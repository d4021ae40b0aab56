//! Error taxonomy surfaced by tracker operations.

use super::domain::{EntityKind, EntityRef, TaskTypeId, TeamId, TrackerDomainError};
use super::ports::StoreError;
use crate::display_id::domain::DisplayIdError;
use crate::graph::DependencyError;
use crate::schema::domain::SchemaError;
use crate::schema::validation::ValidationError;
use thiserror::Error;

/// Result type for tracker operations.
pub type EngineResult<T> = Result<T, EngineError>;

/// Uniqueness conflicts.
#[derive(Debug, Clone, Error, PartialEq, Eq)]
pub enum Conflict {
    /// The workflow already holds the label, ignoring case.
    #[error("status '{status}' already exists in the workflow")]
    DuplicateStatus {
        /// The rejected label.
        status: String,
    },

    /// The slug is already taken within its scope.
    #[error("{kind} slug '{slug}' is already in use")]
    DuplicateSlug {
        /// Kind of the entity owning the slug.
        kind: EntityKind,
        /// The rejected slug.
        slug: String,
    },

    /// Another release already uses the version.
    #[error("release version '{version}' is already in use")]
    DuplicateReleaseVersion {
        /// The rejected version.
        version: String,
    },
}

/// Reasons a reassignment target is rejected.
#[derive(Debug, Clone, Error, PartialEq, Eq)]
pub enum InvalidTarget {
    /// The target status is the status being removed.
    #[error("target status '{status}' is the status being removed")]
    SameStatus {
        /// The offending status.
        status: String,
    },

    /// The target status is not part of the destination workflow.
    #[error("target status '{status}' is not part of the workflow")]
    StatusNotInWorkflow {
        /// The offending status.
        status: String,
    },

    /// The target is the entity being removed or migrated.
    #[error("{0} cannot be its own reassignment target")]
    SameEntity(EntityRef),

    /// The task type belongs to a different team than required.
    #[error("task type {task_type} belongs to team {actual}, expected team {expected}")]
    TeamMismatch {
        /// The offending task type.
        task_type: TaskTypeId,
        /// The team the type had to belong to.
        expected: TeamId,
        /// The team the type belongs to.
        actual: TeamId,
    },
}

/// Failures of tracker operations.
///
/// Every variant carries enough detail for a caller to render an actionable
/// message.
#[derive(Debug, Clone, Error)]
pub enum EngineError {
    /// A referenced entity does not exist.
    #[error("{0} not found")]
    NotFound(EntityRef),

    /// A status or custom-data value does not satisfy the current schema.
    #[error(transparent)]
    Validation(#[from] ValidationError),

    /// A dependency edge mutation was rejected.
    #[error(transparent)]
    Dependency(#[from] DependencyError),

    /// A uniqueness constraint was violated.
    #[error(transparent)]
    Conflict(#[from] Conflict),

    /// The status is still used and cannot be removed directly.
    #[error("{count} entities still use status '{status}'")]
    Blocked {
        /// The status in use.
        status: String,
        /// Number of tasks or projects using it.
        count: usize,
    },

    /// Removing the status requires a target status for its users.
    #[error("{count} entities still use status '{status}'; choose a target status")]
    TargetRequired {
        /// The status being removed.
        status: String,
        /// Number of tasks or projects that need a target.
        count: usize,
    },

    /// The supplied reassignment target is itself invalid.
    #[error(transparent)]
    InvalidTarget(#[from] InvalidTarget),

    /// The entity is a protected default and cannot be deleted.
    #[error("{0} is protected and cannot be deleted")]
    ProtectedEntity(EntityRef),

    /// A workflow or field definition is malformed.
    #[error(transparent)]
    Schema(SchemaError),

    /// An entity failed construction checks.
    #[error(transparent)]
    Domain(#[from] TrackerDomainError),

    /// A display identifier could not be issued or parsed.
    #[error(transparent)]
    DisplayId(#[from] DisplayIdError),

    /// The store failed or rejected the transaction.
    #[error(transparent)]
    Store(#[from] StoreError),
}

impl From<SchemaError> for EngineError {
    fn from(err: SchemaError) -> Self {
        match err {
            SchemaError::DuplicateStatus(status) => Conflict::DuplicateStatus { status }.into(),
            SchemaError::UnknownStatus(status) => ValidationError::InvalidStatus { status }.into(),
            other => Self::Schema(other),
        }
    }
}
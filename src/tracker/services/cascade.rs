//! Cascade coordinator: the only path for multi-entity structural mutations.
//!
//! Each operation runs as one store transaction. The catalog computes and
//! validates every per-entity change before applying any of them, and the
//! store discards the working copy when anything fails, so a cascade is
//! either fully visible or not at all.

use crate::tracker::{
    domain::{
        CascadeSummary, Disposal, ProjectId, ProjectTypeId, ReleaseId, SchemaOwner,
        StatusReassignment, TaskTypeId, TeamId, ThemeId,
    },
    error::EngineResult,
    ports::WorkspaceStore,
};
use mockable::Clock;
use std::collections::BTreeMap;
use std::sync::Arc;
use tracing::{info, instrument};

/// Orchestrates atomic multi-entity mutations.
#[derive(Clone)]
pub struct CascadeCoordinator<S, C>
where
    S: WorkspaceStore,
    C: Clock + Send + Sync,
{
    store: Arc<S>,
    clock: Arc<C>,
}

impl<S, C> CascadeCoordinator<S, C>
where
    S: WorkspaceStore,
    C: Clock + Send + Sync,
{
    /// Creates a new cascade coordinator.
    #[must_use]
    pub const fn new(store: Arc<S>, clock: Arc<C>) -> Self {
        Self { store, clock }
    }

    /// Moves every task or project holding `status` to `target`, then
    /// removes `status` from the workflow.
    ///
    /// A target is only required while entities use the status.
    ///
    /// # Errors
    ///
    /// Returns `InvalidStatus` when `status` is not a member,
    /// `InvalidTarget` when `target` equals `status` or is not a member,
    /// `TargetRequired` with the affected count when users exist and no
    /// target was given, or a custom-data validation failure of any affected
    /// entity. Nothing changes on failure.
    #[instrument(skip(self))]
    pub async fn remove_workflow_status(
        &self,
        owner: SchemaOwner,
        status: &str,
        target: Option<&str>,
    ) -> EngineResult<StatusReassignment> {
        let clock = &*self.clock;
        let outcome = self
            .store
            .transact(move |catalog| catalog.remove_workflow_status(owner, status, target, clock))
            .await?;
        info!(
            %owner,
            removed = %outcome.removed,
            reassigned = outcome.reassigned,
            "removed workflow status"
        );
        Ok(outcome)
    }

    /// Deletes a task type, first moving its tasks to another type of the
    /// same team or deleting them.
    ///
    /// # Errors
    ///
    /// Returns `ProtectedEntity` for the default task type, `NotFound`,
    /// `InvalidTarget`, or a custom-data validation failure of a moved task.
    #[instrument(skip(self))]
    pub async fn delete_task_type(
        &self,
        id: TaskTypeId,
        disposal: Disposal<TaskTypeId>,
    ) -> EngineResult<CascadeSummary> {
        let clock = &*self.clock;
        let summary = self
            .store
            .transact(move |catalog| catalog.delete_task_type(id, disposal, clock))
            .await?;
        log_summary("deleted task type", &summary);
        Ok(summary)
    }

    /// Deletes a team after resolving every task type it owns.
    ///
    /// # Errors
    ///
    /// Returns `ProtectedEntity` for the unassigned team, `NotFound`,
    /// `InvalidTarget`, or a custom-data validation failure during a merge.
    #[instrument(skip(self))]
    pub async fn delete_team(
        &self,
        id: TeamId,
        disposal: Disposal<TeamId>,
    ) -> EngineResult<CascadeSummary> {
        let clock = &*self.clock;
        let summary = self
            .store
            .transact(move |catalog| catalog.delete_team(id, disposal, clock))
            .await?;
        log_summary("deleted team", &summary);
        Ok(summary)
    }

    /// Deletes a theme, unlinking its projects. Returns the number of
    /// projects unlinked.
    ///
    /// # Errors
    ///
    /// Returns `NotFound` when the theme does not exist, including on a
    /// repeated call.
    #[instrument(skip(self))]
    pub async fn delete_theme(&self, id: ThemeId) -> EngineResult<usize> {
        let clock = &*self.clock;
        let unlinked = self
            .store
            .transact(move |catalog| catalog.delete_theme(id, clock))
            .await?;
        info!(theme = %id, unlinked, "deleted theme");
        Ok(unlinked)
    }

    /// Deletes a project, relinking its tasks to `reassign_to` or unlinking
    /// them when `None`.
    ///
    /// # Errors
    ///
    /// Returns `NotFound` or `InvalidTarget`.
    #[instrument(skip(self))]
    pub async fn delete_project(
        &self,
        id: ProjectId,
        reassign_to: Option<ProjectId>,
    ) -> EngineResult<CascadeSummary> {
        let clock = &*self.clock;
        let summary = self
            .store
            .transact(move |catalog| catalog.delete_project(id, reassign_to, clock))
            .await?;
        log_summary("deleted project", &summary);
        Ok(summary)
    }

    /// Deletes a project type, first moving its projects to another type or
    /// deleting them.
    ///
    /// # Errors
    ///
    /// Returns `NotFound`, `InvalidTarget`, or a custom-data validation
    /// failure of a moved project.
    #[instrument(skip(self))]
    pub async fn delete_project_type(
        &self,
        id: ProjectTypeId,
        disposal: Disposal<ProjectTypeId>,
    ) -> EngineResult<CascadeSummary> {
        let clock = &*self.clock;
        let summary = self
            .store
            .transact(move |catalog| catalog.delete_project_type(id, disposal, clock))
            .await?;
        log_summary("deleted project type", &summary);
        Ok(summary)
    }

    /// Deletes a release, unlinking its tasks. Returns the number of tasks
    /// unlinked.
    ///
    /// # Errors
    ///
    /// Returns `NotFound` when the release does not exist.
    #[instrument(skip(self))]
    pub async fn delete_release(&self, id: ReleaseId) -> EngineResult<usize> {
        let clock = &*self.clock;
        let unlinked = self
            .store
            .transact(move |catalog| catalog.delete_release(id, clock))
            .await?;
        info!(release = %id, unlinked, "deleted release");
        Ok(unlinked)
    }

    /// Moves every project of type `from` to type `to`, mapping statuses
    /// through `status_map` and falling back to the target's initial status.
    ///
    /// # Errors
    ///
    /// Returns `InvalidTarget` when the types are equal or a mapped status is
    /// not in the target workflow, `NotFound`, or a custom-data validation
    /// failure.
    #[instrument(skip(self))]
    pub async fn migrate_projects(
        &self,
        from: ProjectTypeId,
        to: ProjectTypeId,
        status_map: BTreeMap<String, String>,
    ) -> EngineResult<usize> {
        let clock = &*self.clock;
        let migrated = self
            .store
            .transact(move |catalog| catalog.migrate_projects(from, to, &status_map, clock))
            .await?;
        info!(%from, %to, migrated, "migrated projects");
        Ok(migrated)
    }
}

fn log_summary(message: &'static str, summary: &CascadeSummary) {
    info!(
        reassigned = summary.reassigned,
        purged = summary.purged,
        unlinked = summary.unlinked,
        edges_removed = summary.edges_removed,
        types_moved = summary.types_moved,
        "{message}"
    );
}
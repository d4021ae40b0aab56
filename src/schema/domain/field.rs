//! Custom-field definitions and ordered field schemas.

use super::SchemaError;
use serde::{Deserialize, Serialize};
use std::collections::HashSet;
use std::fmt;

/// Key under which a custom field value is stored in `custom_data`.
#[derive(Debug, Clone, PartialEq, Eq, Hash, PartialOrd, Ord, Serialize, Deserialize)]
#[serde(try_from = "String", into = "String")]
pub struct FieldKey(String);

impl FieldKey {
    const MAX_LENGTH: usize = 100;

    /// Creates a validated field key.
    ///
    /// # Errors
    ///
    /// Returns [`SchemaError::EmptyFieldKey`] when the trimmed key is empty
    /// or [`SchemaError::InvalidFieldKey`] when it contains whitespace or
    /// exceeds 100 characters.
    pub fn new(value: impl Into<String>) -> Result<Self, SchemaError> {
        let raw = value.into();
        let trimmed = raw.trim();
        if trimmed.is_empty() {
            return Err(SchemaError::EmptyFieldKey);
        }
        if trimmed.chars().any(char::is_whitespace) || trimmed.chars().count() > Self::MAX_LENGTH
        {
            return Err(SchemaError::InvalidFieldKey(raw));
        }
        Ok(Self(trimmed.to_owned()))
    }

    /// Returns the key as `str`.
    #[must_use]
    pub fn as_str(&self) -> &str {
        &self.0
    }
}

impl TryFrom<String> for FieldKey {
    type Error = SchemaError;

    fn try_from(value: String) -> Result<Self, Self::Error> {
        Self::new(value)
    }
}

impl From<FieldKey> for String {
    fn from(key: FieldKey) -> Self {
        key.0
    }
}

impl AsRef<str> for FieldKey {
    fn as_ref(&self) -> &str {
        self.as_str()
    }
}

impl fmt::Display for FieldKey {
    fn fmt(&self, f: &mut fmt::Formatter<'_>) -> fmt::Result {
        f.write_str(&self.0)
    }
}

/// Declared type of a custom field.
#[derive(Debug, Clone, Copy, PartialEq, Eq, Hash, Serialize, Deserialize)]
#[serde(rename_all = "snake_case")]
pub enum FieldType {
    /// Single-line text.
    Text,
    /// Multi-line text.
    Textarea,
    /// Any JSON number.
    Number,
    /// Boolean flag.
    #[serde(alias = "boolean")]
    Checkbox,
    /// One value out of the field's options.
    Select,
    /// Any subset of the field's options.
    Multiselect,
    /// `http` or `https` URL.
    Url,
    /// ISO calendar date or RFC 3339 timestamp.
    Date,
}

impl FieldType {
    /// Returns the canonical storage representation.
    #[must_use]
    pub const fn as_str(self) -> &'static str {
        match self {
            Self::Text => "text",
            Self::Textarea => "textarea",
            Self::Number => "number",
            Self::Checkbox => "checkbox",
            Self::Select => "select",
            Self::Multiselect => "multiselect",
            Self::Url => "url",
            Self::Date => "date",
        }
    }

    /// Returns `true` for field types validated against declared options.
    #[must_use]
    pub const fn uses_options(self) -> bool {
        matches!(self, Self::Select | Self::Multiselect)
    }
}

impl fmt::Display for FieldType {
    fn fmt(&self, f: &mut fmt::Formatter<'_>) -> fmt::Result {
        f.write_str(self.as_str())
    }
}

/// Definition of one custom field of a task type or project type.
#[derive(Debug, Clone, PartialEq, Eq, Serialize, Deserialize)]
pub struct FieldDefinition {
    key: FieldKey,
    label: String,
    field_type: FieldType,
    #[serde(default)]
    required: bool,
    #[serde(default)]
    options: Vec<String>,
}

impl FieldDefinition {
    /// Creates an optional field without options.
    ///
    /// # Errors
    ///
    /// Returns a key validation error or [`SchemaError::EmptyFieldLabel`].
    pub fn new(
        key: impl Into<String>,
        label: impl Into<String>,
        field_type: FieldType,
    ) -> Result<Self, SchemaError> {
        let field_key = FieldKey::new(key)?;
        let field_label = label.into().trim().to_owned();
        if field_label.is_empty() {
            return Err(SchemaError::EmptyFieldLabel(field_key.0));
        }
        Ok(Self {
            key: field_key,
            label: field_label,
            field_type,
            required: false,
            options: Vec::new(),
        })
    }

    /// Marks the field as required.
    #[must_use]
    pub const fn required(mut self) -> Self {
        self.required = true;
        self
    }

    /// Sets the allowed options of a select or multiselect field.
    #[must_use]
    pub fn with_options<I, S>(mut self, options: I) -> Self
    where
        I: IntoIterator<Item = S>,
        S: Into<String>,
    {
        self.options = options.into_iter().map(Into::into).collect();
        self
    }

    /// Returns the field key.
    #[must_use]
    pub const fn key(&self) -> &FieldKey {
        &self.key
    }

    /// Returns the display label.
    #[must_use]
    pub fn label(&self) -> &str {
        &self.label
    }

    /// Returns the declared type.
    #[must_use]
    pub const fn field_type(&self) -> FieldType {
        self.field_type
    }

    /// Returns `true` when a value must be present on every write.
    #[must_use]
    pub const fn is_required(&self) -> bool {
        self.required
    }

    /// Returns the declared options.
    #[must_use]
    pub fn options(&self) -> &[String] {
        &self.options
    }

    /// Returns `true` when `value` is one of the declared options.
    #[must_use]
    pub fn allows_option(&self, value: &str) -> bool {
        self.options.iter().any(|option| option == value)
    }
}

/// Ordered list of field definitions with unique keys.
#[derive(Debug, Clone, Default, PartialEq, Eq, Serialize, Deserialize)]
#[serde(try_from = "Vec<FieldDefinition>", into = "Vec<FieldDefinition>")]
pub struct FieldSchema {
    fields: Vec<FieldDefinition>,
}

impl FieldSchema {
    /// Creates a schema, preserving field order.
    ///
    /// # Errors
    ///
    /// Returns [`SchemaError::DuplicateFieldKey`] when two fields share a key
    /// or [`SchemaError::MissingOptions`] for a select field without options.
    pub fn new(fields: Vec<FieldDefinition>) -> Result<Self, SchemaError> {
        let mut seen = HashSet::with_capacity(fields.len());
        for field in &fields {
            if !seen.insert(field.key.as_str()) {
                return Err(SchemaError::DuplicateFieldKey(field.key.0.clone()));
            }
            if field.field_type.uses_options() && field.options.is_empty() {
                return Err(SchemaError::MissingOptions(field.key.0.clone()));
            }
        }
        Ok(Self { fields })
    }

    /// Creates a schema with no fields.
    #[must_use]
    pub const fn empty() -> Self {
        Self { fields: Vec::new() }
    }

    /// Iterates the field definitions in order.
    pub fn iter(&self) -> impl Iterator<Item = &FieldDefinition> + '_ {
        self.fields.iter()
    }

    /// Returns the field definition for `key`.
    #[must_use]
    pub fn get(&self, key: &str) -> Option<&FieldDefinition> {
        self.fields.iter().find(|field| field.key.as_str() == key)
    }

    /// Returns the number of fields.
    #[must_use]
    pub fn len(&self) -> usize {
        self.fields.len()
    }

    /// Returns `true` when the schema declares no fields.
    #[must_use]
    pub fn is_empty(&self) -> bool {
        self.fields.is_empty()
    }
}

impl TryFrom<Vec<FieldDefinition>> for FieldSchema {
    type Error = SchemaError;

    fn try_from(fields: Vec<FieldDefinition>) -> Result<Self, Self::Error> {
        Self::new(fields)
    }
}

impl From<FieldSchema> for Vec<FieldDefinition> {
    fn from(schema: FieldSchema) -> Self {
        schema.fields
    }
}
//! In-memory store adapter.

mod store;

pub use store::InMemoryWorkspaceStore;
//! Schema registry operations: types, workflows and field schemas.

use super::Catalog;
use crate::schema::domain::{FieldSchema, StatusLabel, Workflow};
use crate::tracker::domain::{
    EntityKind, ProjectType, ProjectTypeId, SchemaOwner, TaskType, TaskTypeId,
};
use crate::tracker::error::{Conflict, EngineError, EngineResult};
use mockable::Clock;

/// Whether a workflow status can be removed without a reassignment target.
#[derive(Debug, Clone, Copy, PartialEq, Eq)]
pub enum StatusRemoval {
    /// No live task or project uses the status.
    Removable,
    /// `count` tasks or projects still use the status.
    Blocked {
        /// Number of entities using the status.
        count: usize,
    },
}

/// Number of entities holding one status.
#[derive(Debug, Clone, PartialEq, Eq)]
pub struct StatusCount {
    /// The workflow status.
    pub status: StatusLabel,
    /// Entities currently holding it.
    pub count: usize,
}

/// Usage of a task type or project type.
#[derive(Debug, Clone, PartialEq, Eq)]
pub struct TypeStats {
    /// The current workflow.
    pub workflow: Workflow,
    /// Total number of tasks or projects of the type.
    pub total: usize,
    /// Per-status counts, in workflow order.
    pub by_status: Vec<StatusCount>,
}

impl Catalog {
    /// Registers a task type under its team.
    ///
    /// # Errors
    ///
    /// Returns [`EngineError::NotFound`] when the team does not exist or
    /// [`Conflict::DuplicateSlug`] when the team already has a type with the
    /// same slug.
    pub fn insert_task_type(&mut self, task_type: TaskType) -> EngineResult<TaskTypeId> {
        self.team(task_type.team_id())?;
        let taken = self.task_types.values().any(|existing| {
            existing.team_id() == task_type.team_id() && existing.slug() == task_type.slug()
        });
        if taken {
            return Err(Conflict::DuplicateSlug {
                kind: EntityKind::TaskType,
                slug: task_type.slug().to_string(),
            }
            .into());
        }
        let id = task_type.id();
        self.task_types.insert(id, task_type);
        Ok(id)
    }

    /// Registers a project type.
    ///
    /// # Errors
    ///
    /// Returns [`Conflict::DuplicateSlug`] when the slug is already in use.
    pub fn insert_project_type(
        &mut self,
        project_type: ProjectType,
    ) -> EngineResult<ProjectTypeId> {
        let taken = self
            .project_types
            .values()
            .any(|existing| existing.slug() == project_type.slug());
        if taken {
            return Err(Conflict::DuplicateSlug {
                kind: EntityKind::ProjectType,
                slug: project_type.slug().to_string(),
            }
            .into());
        }
        let id = project_type.id();
        self.project_types.insert(id, project_type);
        Ok(id)
    }

    /// Inserts `label` into the workflow of `owner` at `position`, appending
    /// when the position is absent or past the end.
    ///
    /// # Errors
    ///
    /// Returns [`EngineError::NotFound`], [`Conflict::DuplicateStatus`] when
    /// the label exists ignoring case, or [`EngineError::Schema`] for a
    /// malformed label.
    pub fn add_status(
        &mut self,
        owner: SchemaOwner,
        label: &str,
        position: Option<usize>,
        clock: &impl Clock,
    ) -> EngineResult<Workflow> {
        let status = StatusLabel::new(label)?;
        self.edit_schema(owner, clock, |schema| {
            schema.add_status(status, position)?;
            Ok(schema.workflow().clone())
        })
    }

    /// Reports whether `status` is still used by live entities of `owner`.
    ///
    /// Nothing is removed; see [`Catalog::remove_workflow_status`].
    ///
    /// # Errors
    ///
    /// Returns [`EngineError::NotFound`], or [`EngineError::Validation`]
    /// when `status` is not a member.
    pub fn status_removal(&self, owner: SchemaOwner, status: &str) -> EngineResult<StatusRemoval> {
        self.schema(owner)?.validate_status(status)?;
        let count = self.status_usage(owner, status);
        Ok(if count == 0 {
            StatusRemoval::Removable
        } else {
            StatusRemoval::Blocked { count }
        })
    }

    /// Removes a status that no live entity uses.
    ///
    /// # Errors
    ///
    /// Returns [`EngineError::Blocked`] while any task or project of `owner`
    /// still holds the status, [`EngineError::Validation`] when it is not a
    /// member, or [`EngineError::Schema`] when it is the last status.
    pub fn remove_unused_status(
        &mut self,
        owner: SchemaOwner,
        status: &str,
        clock: &impl Clock,
    ) -> EngineResult<Workflow> {
        match self.status_removal(owner, status)? {
            StatusRemoval::Blocked { count } => Err(EngineError::Blocked {
                status: status.to_owned(),
                count,
            }),
            StatusRemoval::Removable => self.edit_schema(owner, clock, |schema| {
                schema.remove_status(status)?;
                Ok(schema.workflow().clone())
            }),
        }
    }

    /// Replaces the field schema of `owner`.
    ///
    /// Stored custom data is left as it is; keys the new schema no longer
    /// declares are dropped on each entity's next validated write.
    ///
    /// # Errors
    ///
    /// Returns [`EngineError::NotFound`] when the type does not exist.
    pub fn set_field_schema(
        &mut self,
        owner: SchemaOwner,
        fields: FieldSchema,
        clock: &impl Clock,
    ) -> EngineResult<()> {
        self.edit_schema(owner, clock, |schema| {
            schema.replace_fields(fields);
            Ok(())
        })
    }

    /// Returns per-status usage of `owner`.
    ///
    /// # Errors
    ///
    /// Returns [`EngineError::NotFound`] when the type does not exist.
    pub fn type_stats(&self, owner: SchemaOwner) -> EngineResult<TypeStats> {
        let workflow = self.schema(owner)?.workflow().clone();
        let by_status: Vec<StatusCount> = workflow
            .iter()
            .map(|status| StatusCount {
                status: status.clone(),
                count: self.status_usage(owner, status.as_str()),
            })
            .collect();
        let total = by_status.iter().map(|entry| entry.count).sum();
        Ok(TypeStats {
            workflow,
            total,
            by_status,
        })
    }
}
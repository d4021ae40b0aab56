//! Unit tests for workflow and field-schema values and validation.
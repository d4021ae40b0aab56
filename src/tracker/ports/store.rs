//! Transactional store port for a workspace catalog.

use crate::tracker::domain::{Catalog, IntegrityViolation};
use crate::tracker::error::EngineResult;
use async_trait::async_trait;
use std::sync::Arc;
use thiserror::Error;

/// Transactional access to one workspace [`Catalog`].
///
/// A transaction works on an attached copy of the catalog. The copy is
/// committed only when the closure succeeds and the structural invariants
/// verify; otherwise the committed state is left untouched, so no partial
/// cascade is ever observable.
#[async_trait]
pub trait WorkspaceStore: Send + Sync {
    /// Runs `f` against the committed catalog.
    ///
    /// # Errors
    ///
    /// Returns the closure's error, or [`StoreError`] when the catalog cannot
    /// be loaded.
    async fn read<T, F>(&self, f: F) -> EngineResult<T>
    where
        F: FnOnce(&Catalog) -> EngineResult<T> + Send,
        T: Send;

    /// Runs `f` against a working copy and commits it atomically.
    ///
    /// # Errors
    ///
    /// Returns the closure's error, [`StoreError::Integrity`] when the
    /// working copy violates a structural invariant, or another
    /// [`StoreError`] when the commit fails. Nothing is committed in any of
    /// these cases.
    async fn transact<T, F>(&self, f: F) -> EngineResult<T>
    where
        F: FnOnce(&mut Catalog) -> EngineResult<T> + Send,
        T: Send;
}

/// Errors raised by store implementations.
#[derive(Debug, Clone, Error)]
pub enum StoreError {
    /// Persistence-layer failure.
    #[error("persistence error: {0}")]
    Persistence(Arc<dyn std::error::Error + Send + Sync>),

    /// A concurrent transaction committed first; the caller may retry.
    #[error("transaction conflicted with a concurrent commit")]
    Conflict,

    /// The working copy failed verification and was discarded.
    #[error("transaction rejected: {0}")]
    Integrity(#[from] IntegrityViolation),
}

impl StoreError {
    /// Wraps a persistence error.
    pub fn persistence(err: impl std::error::Error + Send + Sync + 'static) -> Self {
        Self::Persistence(Arc::new(err))
    }
}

ACTIVITY:
Copy the stretch of the records above that runs from the line with "the destination workflow." through the line with "be removed directly.". Both end lines belong in the copy, and nothing else does.

REPLY:
    /// The target status is not part of the destination workflow.
    #[error("target status '{status}' is not part of the workflow")]
    StatusNotInWorkflow {
        /// The offending status.
        status: String,
    },

    /// The target is the entity being removed or migrated.
    #[error("{0} cannot be its own reassignment target")]
    SameEntity(EntityRef),

    /// The task type belongs to a different team than required.
    #[error("task type {task_type} belongs to team {actual}, expected team {expected}")]
    TeamMismatch {
        /// The offending task type.
        task_type: TaskTypeId,
        /// The team the type had to belong to.
        expected: TeamId,
        /// The team the type belongs to.
        actual: TeamId,
    },
}

/// Failures of tracker operations.
///
/// Every variant carries enough detail for a caller to render an actionable
/// message.
#[derive(Debug, Clone, Error)]
pub enum EngineError {
    /// A referenced entity does not exist.
    #[error("{0} not found")]
    NotFound(EntityRef),

    /// A status or custom-data value does not satisfy the current schema.
    #[error(transparent)]
    Validation(#[from] ValidationError),

    /// A dependency edge mutation was rejected.
    #[error(transparent)]
    Dependency(#[from] DependencyError),

    /// A uniqueness constraint was violated.
    #[error(transparent)]
    Conflict(#[from] Conflict),

    /// The status is still used and cannot be removed directly.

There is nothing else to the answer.